Birgit Spies
Helga-Linda Beyerle-Müller, die am Freitag durch die aus Kamerun stammende Liturgie führte, bat in der Stephanskirche jene zu sich nach vorn, die beim ersten Weltgebetstag der Frauen in Nebringen mit Karin Hudelmayer vor 45 Jahren auch dabei waren. Es kamen: die damalige Kindergärtnerin Heidi Breitmaier, Friedel Egeler, Anne Ihring und Hilda Maier. Noch nicht so viel Courage wie heute hatten Frauen zu jener Zeit.
Auch wurde damals die Ökumene noch nicht so groß geschrieben wie heute, weshalb dieser Gottesdienst am 5. März 1965 etwas Besonderes war, verdeutlichte Helga-Linda Beyerle-Müller.
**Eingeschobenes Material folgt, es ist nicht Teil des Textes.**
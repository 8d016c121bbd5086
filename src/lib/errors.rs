//! Error types for the bamflow engine.

use std::path::PathBuf;
use thiserror::Error;

/// Result type alias for engine operations.
pub type Result<T> = std::result::Result<T, EngineError>;

/// Error type covering every failure surfaced by the engine.
#[derive(Error, Debug)]
pub enum EngineError {
    /// Underlying read/write/seek failure.
    #[error("I/O error: {0}")]
    Io(#[from] std::io::Error),

    /// A record violated a format invariant mid-stream.
    #[error("Malformed record: {reason}")]
    MalformedRecord {
        /// Explanation of the violated invariant.
        reason: String,
    },

    /// EOF was reached inside a record.
    #[error("Truncated stream: {reason}")]
    TruncatedStream {
        /// Where in the record the stream ended.
        reason: String,
    },

    /// The container's magic bytes were not recognized.
    #[error("Unsupported container version in '{path}'")]
    UnsupportedVersion {
        /// Path of the offending file.
        path: PathBuf,
    },

    /// Chunk write, temp read, or merge invariant failure in the external sorter.
    #[error("Sort error: {reason}")]
    Sort {
        /// Description of the failed phase.
        reason: String,
    },

    /// A stage's precondition was violated.
    #[error("Graph error in stage '{stage}': {reason}")]
    Graph {
        /// Name of the stage that failed.
        stage: String,
        /// Explanation of the violated precondition.
        reason: String,
    },

    /// Could not open a file, allocate a temp directory, or spawn a thread.
    #[error("Resource error: {reason}")]
    Resource {
        /// Explanation of the missing resource.
        reason: String,
    },
}

impl EngineError {
    /// Convenience constructor for malformed-record errors.
    pub fn malformed(reason: impl Into<String>) -> Self {
        EngineError::MalformedRecord { reason: reason.into() }
    }

    /// Convenience constructor for truncated-stream errors.
    pub fn truncated(reason: impl Into<String>) -> Self {
        EngineError::TruncatedStream { reason: reason.into() }
    }

    /// Convenience constructor for sort errors.
    pub fn sort(reason: impl Into<String>) -> Self {
        EngineError::Sort { reason: reason.into() }
    }

    /// Convenience constructor for graph errors.
    pub fn graph(stage: impl Into<String>, reason: impl Into<String>) -> Self {
        EngineError::Graph { stage: stage.into(), reason: reason.into() }
    }

    /// Convenience constructor for resource errors.
    pub fn resource(reason: impl Into<String>) -> Self {
        EngineError::Resource { reason: reason.into() }
    }
}

#[cfg(test)]
mod tests {
    use super::*;

    #[test]
    fn test_messages_name_the_component() {
        let err = EngineError::graph("sorted-merger", "missing source");
        let msg = format!("{err}");
        assert!(msg.contains("sorted-merger"));
        assert!(msg.contains("missing source"));
    }

    #[test]
    fn test_io_conversion() {
        let io = std::io::Error::new(std::io::ErrorKind::NotFound, "gone");
        let err: EngineError = io.into();
        assert!(format!("{err}").contains("gone"));
    }

    #[test]
    fn test_truncated_message() {
        let err = EngineError::truncated("EOF inside record body");
        assert!(format!("{err}").contains("Truncated stream"));
    }
}
//! External merge sort for record streams larger than memory.
//!
//! # Algorithm
//!
//! 1. **Chunking**: pull records from the source into a buffer; when the
//!    buffer reaches the per-chunk record count or the memory budget, hand it
//!    to the worker pool as a chunk job (stable parallel sort, then spill to
//!    a temp container file). The final partial buffer is always flushed.
//! 2. **Multiway merge**: open one reader per temp file, seed a min-heap
//!    with each file's first record, then repeatedly emit the minimum and
//!    refill from its source. Temp files are deleted once consumed.
//!
//! The merge heap breaks key ties by (chunk index, intra-chunk index), so
//! output order is deterministic and stability is preserved across chunks.
//!
//! Two pools are used: chunk jobs run on one, and each chunk job's parallel
//! sub-sorts run on the other. A single shared pool would deadlock, with the
//! chunk job occupying a worker while waiting for its own sub-sorts.

use crate::bam_io::{BamReader, BamWriter};
use crate::errors::{EngineError, Result};
use crate::header::Header;
use crate::pool::WorkerPool;
use crate::progress::ProgressTracker;
use crate::record::Record;
use crate::sort::keys::{CoordinateKey, QuerynameKey, SortKey, SortOrder};
use crate::sort::parallel::parallel_sort;
use log::{debug, info};
use parking_lot::Mutex;
use std::cmp::Reverse;
use std::collections::BinaryHeap;
use std::path::PathBuf;
use std::sync::Arc;
use tempfile::TempDir;

/// Default number of records per temp chunk.
pub const DEFAULT_RECORDS_PER_CHUNK: usize = 500_000;

/// Default memory budget for one chunk buffer, in megabytes.
pub const DEFAULT_MEMORY_BUDGET_MB: usize = 1024;

/// Per-record bookkeeping overhead added to the encoded size when charging
/// the memory budget.
const RECORD_OVERHEAD: usize = 96;

/// External sorter for record streams.
///
/// Configured with builder-style setters, then run with
/// [`ExternalSorter::sort`]. Temp-file naming (stub + monotone counter) and
/// the counter itself are per-instance state; nothing global.
pub struct ExternalSorter {
    order: SortOrder,
    records_per_chunk: usize,
    memory_budget: usize,
    temp_dir: Option<PathBuf>,
    temp_compression: u32,
    threads: usize,
    filename_stub: String,
}

impl ExternalSorter {
    /// Creates a sorter producing the given order.
    #[must_use]
    pub fn new(order: SortOrder) -> Self {
        Self {
            order,
            records_per_chunk: DEFAULT_RECORDS_PER_CHUNK,
            memory_budget: DEFAULT_MEMORY_BUDGET_MB * 1024 * 1024,
            temp_dir: None,
            temp_compression: 0,
            threads: 1,
            filename_stub: "chunk_".to_string(),
        }
    }

    /// Sets the records-per-chunk spill threshold.
    #[must_use]
    pub fn records_per_chunk(mut self, count: usize) -> Self {
        self.records_per_chunk = count.max(1);
        self
    }

    /// Sets the chunk memory budget in megabytes.
    #[must_use]
    pub fn memory_budget_mb(mut self, mb: usize) -> Self {
        self.memory_budget = mb.max(1) * 1024 * 1024;
        self
    }

    /// Sets the directory temp chunks are created under.
    #[must_use]
    pub fn temp_dir(mut self, dir: PathBuf) -> Self {
        self.temp_dir = Some(dir);
        self
    }

    /// Sets the BGZF level for temp chunks (0 = uncompressed blocks).
    #[must_use]
    pub fn temp_compression(mut self, level: u32) -> Self {
        self.temp_compression = level;
        self
    }

    /// Sets the worker thread count for chunk jobs and sub-sorts.
    #[must_use]
    pub fn threads(mut self, threads: usize) -> Self {
        self.threads = threads.max(1);
        self
    }

    /// The header downstream stages observe: input header with its
    /// sort-order field rewritten to the produced order.
    #[must_use]
    pub fn output_header(&self, input: &Header) -> Header {
        let mut header = input.clone();
        header.set_sort_order(self.order.header_state());
        header
    }

    /// Sorts the stream produced by `source` and feeds it to `emit`.
    ///
    /// `source` yields records until `Ok(None)`; `emit` receives them in
    /// sorted order. Temp chunks live under a fresh directory that is
    /// removed on both success and failure.
    pub fn sort<S, E>(&self, header: &Header, source: S, emit: E) -> Result<SortStats>
    where
        S: FnMut() -> Result<Option<Record>>,
        E: FnMut(Record) -> Result<()>,
    {
        match self.order {
            SortOrder::Coordinate => self.sort_with_key::<CoordinateKey, S, E>(header, source, emit),
            SortOrder::Queryname => self.sort_with_key::<QuerynameKey, S, E>(header, source, emit),
        }
    }

    fn sort_with_key<K, S, E>(&self, header: &Header, mut source: S, mut emit: E) -> Result<SortStats>
    where
        K: SortKey,
        S: FnMut() -> Result<Option<Record>>,
        E: FnMut(Record) -> Result<()>,
    {
        let temp = self.create_temp_dir()?;
        let chunk_header = self.output_header(header);
        let mut stats = SortStats::default();

        // Chunk jobs run on chunk_pool; their sub-sorts on sort_pool.
        let pools = if self.threads > 1 {
            Some((
                Arc::new(WorkerPool::new(self.threads)?),
                Arc::new(WorkerPool::new(self.threads)?),
            ))
        } else {
            None
        };
        let spill_error: Arc<Mutex<Option<EngineError>>> = Arc::new(Mutex::new(None));

        info!("Generating sorted temp chunks under {}", temp.path().display());
        let progress = ProgressTracker::new("Read records");

        let mut chunk_paths: Vec<PathBuf> = Vec::new();
        let mut buffer: Vec<(K, Record)> = Vec::new();
        let mut buffered_bytes = 0usize;

        loop {
            if spill_error.lock().is_some() {
                break;
            }
            let Some(record) = source()? else { break };
            stats.total_records += 1;
            progress.log_if_needed(1);
            buffered_bytes += record.len() + RECORD_OVERHEAD;
            buffer.push((K::from_record(&record), record));

            if buffer.len() >= self.records_per_chunk || buffered_bytes >= self.memory_budget {
                let full = std::mem::take(&mut buffer);
                buffered_bytes = 0;
                self.spill_chunk(
                    full,
                    &mut chunk_paths,
                    &temp,
                    &chunk_header,
                    pools.as_ref(),
                    &spill_error,
                );
            }
        }
        progress.log_final();

        if !buffer.is_empty() && spill_error.lock().is_none() {
            self.spill_chunk(
                buffer,
                &mut chunk_paths,
                &temp,
                &chunk_header,
                pools.as_ref(),
                &spill_error,
            );
        }
        if let Some((chunk_pool, _)) = pools.as_ref() {
            chunk_pool.wait_idle();
        }
        if let Some(err) = spill_error.lock().take() {
            // TempDir removes the partial chunks on drop.
            return Err(EngineError::sort(format!("chunk spill failed: {err}")));
        }
        stats.chunks_written = chunk_paths.len();
        drop(pools);

        info!("Merging {} sorted chunks", chunk_paths.len());
        self.merge_chunks::<K, E>(&chunk_paths, &mut emit, &mut stats)?;

        Ok(stats)
    }

    /// Sorts one buffer and writes it to the next temp chunk, on the pool
    /// when one is available.
    fn spill_chunk<K: SortKey>(
        &self,
        buffer: Vec<(K, Record)>,
        chunk_paths: &mut Vec<PathBuf>,
        temp: &TempDir,
        chunk_header: &Header,
        pools: Option<&(Arc<WorkerPool>, Arc<WorkerPool>)>,
        spill_error: &Arc<Mutex<Option<EngineError>>>,
    ) {
        let path = temp.path().join(format!("{}{}", self.filename_stub, chunk_paths.len()));
        chunk_paths.push(path.clone());
        debug!("Spilling {} records to {}", buffer.len(), path.display());

        match pools {
            Some((chunk_pool, sort_pool)) => {
                let sort_pool = Arc::clone(sort_pool);
                let header = chunk_header.clone();
                let level = self.temp_compression;
                let error = Arc::clone(spill_error);
                chunk_pool.submit(move || {
                    let mut buffer = buffer;
                    parallel_sort(&mut buffer, |a, b| a.0.cmp(&b.0), Some(&*sort_pool));
                    if let Err(e) = write_chunk(&path, &header, level, &buffer) {
                        let mut slot = error.lock();
                        if slot.is_none() {
                            *slot = Some(e);
                        }
                    }
                });
            }
            None => {
                let mut buffer = buffer;
                parallel_sort(&mut buffer, |a, b| a.0.cmp(&b.0), None);
                if let Err(e) = write_chunk(&path, chunk_header, self.temp_compression, &buffer) {
                    let mut slot = spill_error.lock();
                    if slot.is_none() {
                        *slot = Some(e);
                    }
                }
            }
        }
    }

    fn merge_chunks<K, E>(
        &self,
        chunk_paths: &[PathBuf],
        emit: &mut E,
        stats: &mut SortStats,
    ) -> Result<()>
    where
        K: SortKey,
        E: FnMut(Record) -> Result<()>,
    {
        let mut sources: Vec<ChunkSource> = Vec::with_capacity(chunk_paths.len());
        for path in chunk_paths {
            let reader = BamReader::open(path)
                .map_err(|e| EngineError::sort(format!("cannot reopen temp chunk: {e}")))?;
            sources.push(ChunkSource { reader, next_seq: 0 });
        }

        let mut heap: BinaryHeap<Reverse<MergeEntry<K>>> =
            BinaryHeap::with_capacity(sources.len());
        for (chunk, src) in sources.iter_mut().enumerate() {
            if let Some(entry) = src.next_entry::<K>(chunk)? {
                heap.push(Reverse(entry));
            }
        }

        let progress = ProgressTracker::new("Merged records");
        while let Some(Reverse(entry)) = heap.pop() {
            let chunk = entry.chunk;
            emit(entry.record)?;
            stats.output_records += 1;
            progress.log_if_needed(1);
            if let Some(next) = sources[chunk].next_entry::<K>(chunk)? {
                heap.push(Reverse(next));
            }
        }
        progress.log_final();

        // Release the readers before unlinking their files.
        drop(sources);
        for path in chunk_paths {
            if let Err(e) = std::fs::remove_file(path) {
                debug!("could not remove temp chunk {}: {e}", path.display());
            }
        }
        Ok(())
    }

    fn create_temp_dir(&self) -> Result<TempDir> {
        let result = match &self.temp_dir {
            Some(base) => {
                std::fs::create_dir_all(base)?;
                TempDir::new_in(base)
            }
            None => TempDir::new(),
        };
        result.map_err(|e| EngineError::resource(format!("cannot create temp directory: {e}")))
    }
}

fn write_chunk<K: SortKey>(
    path: &std::path::Path,
    header: &Header,
    level: u32,
    buffer: &[(K, Record)],
) -> Result<()> {
    let mut writer = BamWriter::create(path, header, level)?;
    for (_, record) in buffer {
        writer.write_record(record)?;
    }
    writer.finish()
}

/// One open temp chunk during the merge phase.
struct ChunkSource {
    reader: BamReader,
    next_seq: u64,
}

impl ChunkSource {
    fn next_entry<K: SortKey>(&mut self, chunk: usize) -> Result<Option<MergeEntry<K>>> {
        match self
            .reader
            .read_next()
            .map_err(|e| EngineError::sort(format!("temp chunk read failed: {e}")))?
        {
            Some(record) => {
                let entry = MergeEntry {
                    key: K::from_record(&record),
                    chunk,
                    seq: self.next_seq,
                    record,
                };
                self.next_seq += 1;
                Ok(Some(entry))
            }
            None => Ok(None),
        }
    }
}

/// Heap entry: ordered by key, then (chunk, intra-chunk index) so equal keys
/// come out in spill order.
struct MergeEntry<K> {
    key: K,
    chunk: usize,
    seq: u64,
    record: Record,
}

impl<K: Ord> PartialEq for MergeEntry<K> {
    fn eq(&self, other: &Self) -> bool {
        self.cmp(other) == std::cmp::Ordering::Equal
    }
}

impl<K: Ord> Eq for MergeEntry<K> {}

impl<K: Ord> PartialOrd for MergeEntry<K> {
    fn partial_cmp(&self, other: &Self) -> Option<std::cmp::Ordering> {
        Some(self.cmp(other))
    }
}

impl<K: Ord> Ord for MergeEntry<K> {
    fn cmp(&self, other: &Self) -> std::cmp::Ordering {
        self.key
            .cmp(&other.key)
            .then_with(|| self.chunk.cmp(&other.chunk))
            .then_with(|| self.seq.cmp(&other.seq))
    }
}

/// Statistics from one sort run.
#[derive(Debug, Default)]
pub struct SortStats {
    /// Records pulled from the source.
    pub total_records: u64,
    /// Records emitted downstream.
    pub output_records: u64,
    /// Temp chunks written during the chunking phase.
    pub chunks_written: usize,
}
Eine Anstecknadel mit dem Kreuz des Weltgebetstages heftete sie den vier Pionierinnen der Kirchengemeinde Nebringen an das Revers. Alle Teilnehmer des Nebringer Gottesdienstes hatten davor das Lied angestimmt, das auch am ersten Weltgebetstag in der Gemeinde gesungen worden war: "Der Tag ist um".
Afrika im Kleinen ist Kamerun. Alles, was den Kontinent auszeichne, habe dieses Land auch zu bieten: Flüsse, Wüsten, Berge, Regenwälder und Savannen. Auch darüber informierte der Gottesdienst, an dessen Beginn die Nebringerinnen je eine Kerze für die fünf Kontinente der Erde und ihre Menschen entzündeten.
Mit viel Liebe, mit Batikstoffen und Kunsthandwerksarbeiten aus Afrika, mit Schmuck an Kirchenbänken und Portalen, festlich ausgestattet erschien das Gotteshaus am Weltgebetstag. Karten und Bücher mit landeskundlichen Informationen über Kamerun waren darin ausgestellt. Wer den Kirchenraum am Abend betrat, sah viel Rot.
In Batikkleider und Tunikas gewandet waren die etwa zehn Frauen, die mit Gesang, Trommeln, Gitarrenmusik und Tänzen durch die Liturgie führten. Einheitliche rote Tücher trugen sie über ihrer Kleidung, die Farbe, die in Kamerun besonderen Anlässen vorbehalten ist. "Entdecken wir die Afrikanerin in uns", schlug Helga-Linda Beyerle-Müller vor und lud Frauen und auch einige Männer in der Stephanskirche zu einem fröhlichen Gottesdienst voll Musik und Bewegung ein. In seinem Mittelpunkt stand Psalm 150: "Alles, was Atem hat, lobe Gott" - das Motto, das die Kamerunerinnen für diesen Tag ausgewählt hatten.
Lichtbilder an der Wand illustrierten, was sie durch die Liturgie über ihr Land mitteilen ließen, zeigten den Alltag mit Schulen und einem Altenheim, das die Kirchen dort bauten. Und ebenso eine Schreinerei und Schneiderwerkstätten. Für sie bestimmt sein soll das Geld aus der Kollekte. 383 Euro kamen in Nebringen zusammen - eingesammelt wurden sie auf ganz ungewöhnliche Weise. Wie schon bei ihrem Einzug am Beginn des Gottesdienstes trugen singende Tänzerinnen die kleinen Körbe auf ihrem Kopf. Ein ausgelassener Tanz folgte auf diese Zeremonie. Ein weiterer Höhepunkt war das Schuldbekenntnis mit symbolischer Handlung. Gut gelang allen Frauen die Inszenierung, begleitet von Djembe-Trommeln und mit Gitarren. Von Reine Claire Nkombo stammt das Gemälde für den Weltgebetstag. Nach oben ganz offen, drängen sich Menschen und Tiere in seiner unteren Hälfte. Nicht das "Ich" spiele die entscheidende Rolle in Kamerun, sondern das "Wir", wie in der Stephanskirche zu erfahren war . Ein großer Reigen mit allen Besuchern des Gottesdienstes um die Bankreihen herum und ein "Ständerling", der zum Plausch einlud, beendete diesen Jubiläumsgebetstag.